Esophageal atresia occurs with an incidence of 1 in 3500- 4500 live births in new born.1 Majority of cases are associated with a fistula; though some are isolated atresia without a fistula (pure atresia). The most common variety is one with the proximal, atretic end ending blindly and the distal end connected to the tracheo- bronchial tree at any level. Over 50 % of cases have associated anomalies; majority of which are cardiac, followed by anorectal malformations and genito urinary tract anomalies. Other systems may also be affected in some of the cases. In addition, in some of the cases, segment or segments of the ipsilateral or contralateral lung may show hypoplasia or aplasia. However, complete agenesis of ipsilateral lung is extremely rare.
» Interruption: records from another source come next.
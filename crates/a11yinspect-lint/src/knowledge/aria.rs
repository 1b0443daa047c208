//! ARIA roles, properties and their value constraints.

/// The valid ARIA roles.
pub const ROLES: &[&str] = &[
    "alert",
    "alertdialog",
    "application",
    "article",
    "banner",
    "button",
    "checkbox",
    "columnheader",
    "combobox",
    "complementary",
    "contentinfo",
    "definition",
    "dialog",
    "directory",
    "document",
    "feed",
    "figure",
    "form",
    "grid",
    "gridcell",
    "group",
    "heading",
    "img",
    "link",
    "list",
    "listbox",
    "listitem",
    "log",
    "main",
    "marquee",
    "math",
    "menu",
    "menubar",
    "menuitem",
    "menuitemcheckbox",
    "menuitemradio",
    "navigation",
    "none",
    "note",
    "option",
    "presentation",
    "progressbar",
    "radio",
    "radiogroup",
    "region",
    "row",
    "rowgroup",
    "rowheader",
    "scrollbar",
    "search",
    "searchbox",
    "separator",
    "slider",
    "spinbutton",
    "status",
    "switch",
    "tab",
    "table",
    "tablist",
    "tabpanel",
    "term",
    "textbox",
    "timer",
    "toolbar",
    "tooltip",
    "tree",
    "treegrid",
    "treeitem",
];

/// The valid ARIA properties and states.
pub const PROPERTIES: &[&str] = &[
    "aria-activedescendant",
    "aria-atomic",
    "aria-autocomplete",
    "aria-braillelabel",
    "aria-brailleroledescription",
    "aria-busy",
    "aria-checked",
    "aria-colcount",
    "aria-colindex",
    "aria-colspan",
    "aria-controls",
    "aria-current",
    "aria-describedby",
    "aria-description",
    "aria-details",
    "aria-disabled",
    "aria-dropeffect",
    "aria-errormessage",
    "aria-expanded",
    "aria-flowto",
    "aria-grabbed",
    "aria-haspopup",
    "aria-hidden",
    "aria-invalid",
    "aria-keyshortcuts",
    "aria-label",
    "aria-labelledby",
    "aria-level",
    "aria-live",
    "aria-modal",
    "aria-multiline",
    "aria-multiselectable",
    "aria-orientation",
    "aria-owns",
    "aria-placeholder",
    "aria-posinset",
    "aria-pressed",
    "aria-readonly",
    "aria-relevant",
    "aria-required",
    "aria-roledescription",
    "aria-rowcount",
    "aria-rowindex",
    "aria-rowspan",
    "aria-selected",
    "aria-setsize",
    "aria-sort",
    "aria-valuemax",
    "aria-valuemin",
    "aria-valuenow",
    "aria-valuetext",
];

/// The properties supported on every role.
pub const GLOBAL_PROPERTIES: &[&str] = &[
    "aria-atomic",
    "aria-busy",
    "aria-controls",
    "aria-describedby",
    "aria-details",
    "aria-disabled",
    "aria-dropeffect",
    "aria-errormessage",
    "aria-flowto",
    "aria-grabbed",
    "aria-haspopup",
    "aria-hidden",
    "aria-invalid",
    "aria-keyshortcuts",
    "aria-label",
    "aria-labelledby",
    "aria-live",
    "aria-owns",
    "aria-relevant",
    "aria-roledescription",
];

/// Roles that are operated by the user.
pub const INTERACTIVE_ROLES: &[&str] = &[
    "button",
    "checkbox",
    "combobox",
    "gridcell",
    "link",
    "listbox",
    "menu",
    "menubar",
    "menuitem",
    "menuitemcheckbox",
    "menuitemradio",
    "option",
    "radio",
    "radiogroup",
    "scrollbar",
    "searchbox",
    "slider",
    "spinbutton",
    "switch",
    "tab",
    "textbox",
    "treeitem",
];

/// Roles that only convey structure or content.
pub const NONINTERACTIVE_ROLES: &[&str] = &[
    "alert",
    "article",
    "banner",
    "complementary",
    "contentinfo",
    "definition",
    "dialog",
    "directory",
    "document",
    "feed",
    "figure",
    "form",
    "group",
    "heading",
    "img",
    "list",
    "listitem",
    "log",
    "main",
    "marquee",
    "math",
    "navigation",
    "none",
    "note",
    "presentation",
    "region",
    "row",
    "rowgroup",
    "separator",
    "status",
    "table",
    "term",
    "timer",
    "toolbar",
    "tooltip",
];

/// The value type of an ARIA property.
#[derive(Debug, Clone, Copy, PartialEq, Eq)]
pub enum ValueType {
    /// `true` or `false`.
    Boolean,
    /// `true`, `false` or `mixed`.
    Tristate,
    /// One of a fixed set of tokens.
    Token(&'static [&'static str]),
    /// An integer.
    Integer,
    /// A decimal number.
    Number,
}

impl ValueType {
    /// Determines if the given value satisfies the type.
    ///
    /// The value is trimmed before it is checked.
    pub fn accepts(&self, value: &str) -> bool {
        let value = value.trim();
        match self {
            Self::Boolean => matches!(value, "true" | "false"),
            Self::Tristate => matches!(value, "true" | "false" | "mixed"),
            Self::Token(tokens) => tokens.contains(&value),
            Self::Integer => is_integer(value),
            Self::Number => match value.split_once('.') {
                Some((whole, fraction)) => {
                    is_integer(whole)
                        && !fraction.is_empty()
                        && fraction.bytes().all(|b| b.is_ascii_digit())
                }
                None => is_integer(value),
            },
        }
    }
}

/// Determines if a string is an optionally negative run of digits.
fn is_integer(value: &str) -> bool {
    let digits = value.strip_prefix('-').unwrap_or(value);
    !digits.is_empty() && digits.bytes().all(|b| b.is_ascii_digit())
}

/// Gets the value type of an ARIA property.
///
/// Properties without a checked type (ID references and free text) return
/// `None`.
pub fn value_type(property: &str) -> Option<ValueType> {
    Some(match property {
        "aria-atomic" | "aria-busy" | "aria-disabled" | "aria-grabbed" | "aria-hidden"
        | "aria-modal" | "aria-multiline" | "aria-multiselectable" | "aria-readonly"
        | "aria-required" => ValueType::Boolean,
        "aria-checked" | "aria-pressed" => ValueType::Tristate,
        "aria-autocomplete" => ValueType::Token(&["inline", "list", "both", "none"]),
        "aria-current" => {
            ValueType::Token(&["page", "step", "location", "date", "time", "true", "false"])
        }
        "aria-dropeffect" => {
            ValueType::Token(&["copy", "execute", "link", "move", "none", "popup"])
        }
        "aria-haspopup" => ValueType::Token(&[
            "true", "false", "menu", "listbox", "tree", "grid", "dialog",
        ]),
        "aria-invalid" => ValueType::Token(&["grammar", "spelling", "true", "false"]),
        "aria-live" => ValueType::Token(&["assertive", "off", "polite"]),
        "aria-orientation" => ValueType::Token(&["horizontal", "vertical", "undefined"]),
        "aria-relevant" => {
            ValueType::Token(&["additions", "additions text", "all", "removals", "text"])
        }
        "aria-sort" => ValueType::Token(&["ascending", "descending", "none", "other"]),
        "aria-expanded" | "aria-selected" => ValueType::Token(&["true", "false", "undefined"]),
        "aria-colcount" | "aria-colindex" | "aria-colspan" | "aria-level" | "aria-posinset"
        | "aria-rowcount" | "aria-rowindex" | "aria-rowspan" | "aria-setsize" => {
            ValueType::Integer
        }
        "aria-valuemax" | "aria-valuemin" | "aria-valuenow" => ValueType::Number,
        _ => return None,
    })
}

/// Determines if the given name is a valid ARIA role.
pub fn is_role(role: &str) -> bool {
    ROLES.contains(&role)
}

/// Determines if the given name is a valid ARIA property.
pub fn is_property(name: &str) -> bool {
    PROPERTIES.contains(&name)
}

/// Determines if the given role is interactive.
pub fn is_interactive_role(role: &str) -> bool {
    INTERACTIVE_ROLES.contains(&role)
}

/// Determines if the given role is non-interactive.
pub fn is_noninteractive_role(role: &str) -> bool {
    NONINTERACTIVE_ROLES.contains(&role)
}

/// Gets the properties a role requires.
pub fn required_properties(role: &str) -> Option<&'static [&'static str]> {
    Some(match role {
        "checkbox" | "radio" | "switch" => &["aria-checked"],
        "combobox" => &["aria-expanded"],
        "heading" => &["aria-level"],
        "meter" | "slider" | "spinbutton" => &["aria-valuenow"],
        "option" => &["aria-selected"],
        "scrollbar" => &["aria-controls", "aria-valuenow"],
        "separator" => &[],
        _ => return None,
    })
}

/// Gets the role-specific properties a role supports.
///
/// Roles without data return `None`; their properties are not checked.
/// [`GLOBAL_PROPERTIES`] are supported in addition to the returned set.
pub fn supported_properties(role: &str) -> Option<&'static [&'static str]> {
    Some(match role {
        "alert" => &["aria-atomic", "aria-live", "aria-relevant"],
        "button" => &["aria-disabled", "aria-expanded", "aria-haspopup", "aria-pressed"],
        "checkbox" | "switch" => &[
            "aria-checked",
            "aria-errormessage",
            "aria-expanded",
            "aria-invalid",
            "aria-readonly",
            "aria-required",
        ],
        "combobox" => &[
            "aria-activedescendant",
            "aria-autocomplete",
            "aria-expanded",
            "aria-readonly",
            "aria-required",
        ],
        "dialog" => &["aria-modal"],
        "grid" => &[
            "aria-activedescendant",
            "aria-colcount",
            "aria-multiselectable",
            "aria-readonly",
            "aria-rowcount",
        ],
        "img" | "tabpanel" => &[],
        "link" => &["aria-expanded"],
        "listbox" => &[
            "aria-activedescendant",
            "aria-expanded",
            "aria-multiselectable",
            "aria-orientation",
            "aria-readonly",
            "aria-required",
        ],
        "menu" => &["aria-activedescendant", "aria-orientation"],
        "menuitem" => &["aria-expanded", "aria-posinset", "aria-setsize"],
        "option" => &["aria-checked", "aria-posinset", "aria-selected", "aria-setsize"],
        "progressbar" => &[
            "aria-valuemax",
            "aria-valuemin",
            "aria-valuenow",
            "aria-valuetext",
        ],
        "radio" => &["aria-checked", "aria-posinset", "aria-setsize"],
        "slider" => &[
            "aria-orientation",
            "aria-readonly",
            "aria-valuemax",
            "aria-valuemin",
            "aria-valuenow",
            "aria-valuetext",
        ],
        "spinbutton" => &[
            "aria-readonly",
            "aria-required",
            "aria-valuemax",
            "aria-valuemin",
            "aria-valuenow",
            "aria-valuetext",
        ],
        "tab" => &["aria-expanded", "aria-posinset", "aria-selected", "aria-setsize"],
        "tablist" => &[
            "aria-activedescendant",
            "aria-multiselectable",
            "aria-orientation",
        ],
        "textbox" => &[
            "aria-activedescendant",
            "aria-autocomplete",
            "aria-multiline",
            "aria-placeholder",
            "aria-readonly",
            "aria-required",
        ],
        "tree" => &[
            "aria-activedescendant",
            "aria-multiselectable",
            "aria-orientation",
            "aria-required",
        ],
        "treeitem" => &[
            "aria-checked",
            "aria-expanded",
            "aria-level",
            "aria-posinset",
            "aria-selected",
            "aria-setsize",
        ],
        _ => return None,
    })
}

/// Determines if a role supports the given property.
///
/// Returns `None` when the role has no property data.
pub fn supports_property(role: &str, property: &str) -> Option<bool> {
    let supported = supported_properties(role)?;
    Some(supported.contains(&property) || GLOBAL_PROPERTIES.contains(&property))
}

#[cfg(test)]
mod tests {
    use super::*;

    #[test]
    fn validates_values() {
        assert!(ValueType::Boolean.accepts(" true "));
        assert!(!ValueType::Boolean.accepts("mixed"));
        assert!(ValueType::Tristate.accepts("mixed"));
        assert!(ValueType::Integer.accepts("-3"));
        assert!(!ValueType::Integer.accepts("3.5"));
        assert!(ValueType::Number.accepts("3.5"));
        assert!(!ValueType::Number.accepts("3."));
        assert!(!ValueType::Number.accepts("abc"));
        assert!(value_type("aria-live").is_some_and(|t| t.accepts("polite")));
        assert_eq!(value_type("aria-label"), None);
    }

    #[test]
    fn checks_supported_properties() {
        assert_eq!(supports_property("button", "aria-pressed"), Some(true));
        assert_eq!(supports_property("button", "aria-label"), Some(true));
        assert_eq!(supports_property("button", "aria-checked"), Some(false));
        assert_eq!(supports_property("row", "aria-checked"), None);
    }
}
//! A lint rule for `canvas` elements.

use a11yinspect_ast::Element;

use crate::Context;
use crate::Message;
use crate::Rule;
use crate::Tag;
use crate::TagSet;
use crate::Variant;
use crate::resolve;

/// The identifier for the canvas element rule.
const ID: &str = "canvas-element";

/// The messages of the rule.
const MESSAGES: &[Message] = &[
    Message::new("canvasMissingRoleImg")
        .combined("❌ Canvas element missing role=\"img\" attribute")
        .error("❌ Canvas element missing role=\"img\" attribute"),
    Message::new("canvasDecorative")
        .combined("💡 Canvas marked as decorative - verify if informative or decorative")
        .warning("⚠️ [Minor] Canvas marked as decorative - verify if informative or decorative (1.1.1 A)"),
    Message::new("canvasMissingDescription")
        .combined("⚠️ Canvas with role=\"img\" missing accessible description (no aria-label, aria-labelledby, or text content)")
        .warning("⚠️ [Blocker] Canvas with role=\"img\" missing accessible description (no aria-label, aria-labelledby, or text content) (1.1.1 A)"),
    Message::new("canvasHasDescription")
        .combined("💡 Canvas element has accessible description - verify it is accurate")
        .warning("⚠️ [Major] Canvas element has accessible description - verify it is accurate (1.1.1 A)"),
];

/// Detects canvases that are neither described nor marked as decorative.
#[derive(Default, Debug, Clone, Copy)]
pub struct CanvasElementRule;

impl Rule for CanvasElementRule {
    fn id(&self) -> &'static str {
        ID
    }

    fn description(&self) -> &'static str {
        "Ensures that canvases are exposed as images with a description, or marked decorative."
    }

    fn explanation(&self) -> &'static str {
        "A `canvas` is a bitmap that assistive technology cannot read. An informative canvas \
         should have `role=\"img\"` and a label, or fallback content between its tags that \
         describes what it draws."
    }

    fn tags(&self) -> TagSet {
        TagSet::new(&[Tag::Perceivable])
    }

    fn related_rules(&self) -> &[&'static str] {
        &["img-element", "svg-element"]
    }

    fn variants(&self) -> &'static [Variant] {
        &Variant::ALL
    }

    fn messages(&self) -> &'static [Message] {
        MESSAGES
    }

    fn applies_to(&self, element: &Element<'_>) -> bool {
        element.is("canvas")
    }

    fn check(&self, cx: &mut Context<'_>, element: &Element<'_>) {
        if resolve::is_decorative(element) {
            cx.report("canvasDecorative", element.location());
            return;
        }

        let has_fallback = !element.text().is_empty();
        if resolve::literal_role(element) == Some("img") {
            if resolve::has_label(element) || has_fallback {
                cx.report("canvasHasDescription", element.location());
            } else {
                cx.report("canvasMissingDescription", element.location());
            }
        } else if has_fallback {
            cx.report("canvasHasDescription", element.location());
        } else {
            cx.report("canvasMissingRoleImg", element.location());
        }
    }
}

#[cfg(test)]
mod tests {
    use a11yinspect_ast::builder::document;
    use a11yinspect_ast::builder::element;
    use pretty_assertions::assert_eq;

    use super::*;
    use crate::rules::testing::reports;

    #[test]
    fn canvas_checks() {
        let doc = document([
            element("canvas"),
            element("canvas").attr("role", "img"),
            element("canvas")
                .attr("role", "img")
                .attr("aria-label", "Sales chart"),
            element("canvas").text("Sales rose 5% in May"),
            element("canvas").attr("role", "presentation"),
        ]);
        assert_eq!(
            reports(&CanvasElementRule, &doc),
            [
                "canvasMissingRoleImg at <canvas>@0",
                "canvasMissingDescription at <canvas>@1",
                "canvasHasDescription at <canvas>@2",
                "canvasHasDescription at <canvas>@3",
                "canvasDecorative at <canvas>@5",
            ]
        );
    }
}
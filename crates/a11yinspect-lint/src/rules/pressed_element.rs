//! A lint rule for toggle buttons.

use a11yinspect_ast::Element;

use crate::Context;
use crate::Message;
use crate::Rule;
use crate::Tag;
use crate::TagSet;
use crate::Variant;
use crate::resolve;

/// The identifier for the pressed element rule.
const ID: &str = "pressed-element";

/// The messages of the rule.
const MESSAGES: &[Message] = &[
    Message::new("ariaPressedTrueFalseMixed")
        .combined("⚠️ aria-pressed should be true, false, or mixed")
        .warning("⚠️ [Major] aria-pressed should be true, false, or mixed (4.1.2 A)"),
];

/// Detects invalid `aria-pressed` values.
#[derive(Default, Debug, Clone, Copy)]
pub struct PressedElementRule;

impl Rule for PressedElementRule {
    fn id(&self) -> &'static str {
        ID
    }

    fn description(&self) -> &'static str {
        "Ensures that `aria-pressed` is `true`, `false` or `mixed`."
    }

    fn explanation(&self) -> &'static str {
        "`aria-pressed` turns a button into a toggle button. Any value other than `true`, \
         `false` or `mixed` is not understood by assistive technology."
    }

    fn tags(&self) -> TagSet {
        TagSet::new(&[Tag::Robust])
    }

    fn related_rules(&self) -> &[&'static str] {
        &["checked-element", "button-element"]
    }

    fn variants(&self) -> &'static [Variant] {
        &[Variant::Combined, Variant::Warning]
    }

    fn messages(&self) -> &'static [Message] {
        MESSAGES
    }

    fn applies_to(&self, element: &Element<'_>) -> bool {
        element.has("aria-pressed")
    }

    fn check(&self, cx: &mut Context<'_>, element: &Element<'_>) {
        if let Some(pressed) = element.attribute("aria-pressed") {
            if resolve::is_invalid_token(pressed.value(), &["true", "false", "mixed"]) {
                cx.report("ariaPressedTrueFalseMixed", pressed.location());
            }
        }
    }
}

#[cfg(test)]
mod tests {
    use a11yinspect_ast::builder::document;
    use a11yinspect_ast::builder::element;
    use pretty_assertions::assert_eq;

    use super::*;
    use crate::rules::testing::reports;

    #[test]
    fn pressed_values() {
        let doc = document([
            element("button").attr("aria-pressed", "on"),
            element("button").attr("aria-pressed", "mixed"),
            element("button").dynamic("aria-pressed"),
        ]);
        assert_eq!(
            reports(&PressedElementRule, &doc),
            ["ariaPressedTrueFalseMixed at <button>@0[aria-pressed]"]
        );
    }
}
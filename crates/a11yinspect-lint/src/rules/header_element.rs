//! A lint rule for `header` elements.

use a11yinspect_ast::Element;

use crate::Context;
use crate::Message;
use crate::Rule;
use crate::Tag;
use crate::TagSet;
use crate::Variant;

/// The identifier for the header element rule.
const ID: &str = "header-element";

/// The messages of the rule.
const MESSAGES: &[Message] = &[
    Message::new("multipleBannerLandmarksFound")
        .combined("💡 Multiple banner landmarks found")
        .warning("💡 Multiple banner landmarks found"),
];

/// Detects pages with more than one banner landmark.
#[derive(Default, Debug, Clone, Copy)]
pub struct HeaderElementRule;

impl Rule for HeaderElementRule {
    fn id(&self) -> &'static str {
        ID
    }

    fn description(&self) -> &'static str {
        "Flags pages with more than one banner landmark."
    }

    fn explanation(&self) -> &'static str {
        "A `header` that is not scoped to a section is exposed as the page's banner landmark. A \
         page should have only one; give additional headers a different role or scope them \
         inside a sectioning element."
    }

    fn tags(&self) -> TagSet {
        TagSet::new(&[Tag::Perceivable, Tag::BestPractice])
    }

    fn related_rules(&self) -> &[&'static str] {
        &["footer-element", "landmark-element"]
    }

    fn variants(&self) -> &'static [Variant] {
        &[Variant::Combined, Variant::Warning]
    }

    fn messages(&self) -> &'static [Message] {
        MESSAGES
    }

    fn applies_to(&self, element: &Element<'_>) -> bool {
        element.is("header")
    }

    fn check(&self, cx: &mut Context<'_>, element: &Element<'_>) {
        let role = element.value("role");
        let is_banner = role.is_absent() || role.as_str() == Some("banner");
        if is_banner && cx.state().header_count() > 1 {
            cx.report("multipleBannerLandmarksFound", element.location());
        }
    }
}

#[cfg(test)]
mod tests {
    use a11yinspect_ast::builder::document;
    use a11yinspect_ast::builder::element;
    use pretty_assertions::assert_eq;

    use super::*;
    use crate::rules::testing::reports;

    #[test]
    fn repeated_banner() {
        let doc = document([
            element("header"),
            element("header").attr("role", "banner"),
            element("header").attr("role", "group"),
            element("header"),
        ]);
        assert_eq!(
            reports(&HeaderElementRule, &doc),
            [
                "multipleBannerLandmarksFound at <header>@1",
                "multipleBannerLandmarksFound at <header>@3",
            ]
        );
    }

    #[test]
    fn single_header() {
        let doc = document([element("header").text("Site")]);
        assert!(reports(&HeaderElementRule, &doc).is_empty());
    }
}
Most of the cases are repaired using an extra pleural, trans thoracic approach during the era of open surgery The surgical approach to these children were a challenge for anesthesia as the single ipsilateral lung was compromised, especially if the agenesis was on the left side; as a right thoracotomy is usually done. If the agenesis affected the right side, the only functioning lung on the left side was partly compromised due to the positioning of the patient for a right thoracotomy. The heart would be occupying the hemithorax where the lung was absent, further complicating the technique of surgery, with abnormally placed thoracic vessels. We have successfully treated three cases of Esophageal Atresia with complete pulmonary agenesis, two of which were associated with fistula and one was a pure esophageal atresia without any fistula. This report summarizes our experience comparing it with the published reports of similar cases in English language. 

Cases reports

Case 1

The first case we encountered was a 34 week preterm baby girl of 2 KG weight. The mother had polyhydramnios. Baby was frothing at mouth and a NGT failed to pass beyond 8 centimeters from anterior nares. The baby also had radial aplasia on the right side. A heart murmur was heard, confirmed later as a patent ductus arteriosus. A Chest X ray was ordered and this showed the NGT lying coiled in the upper pouch and a gasless abdomen; suggesting pure atresia without fistula. The right hemithorax was occupied by the heart shadow and there was a hyper inflated lug on the left side.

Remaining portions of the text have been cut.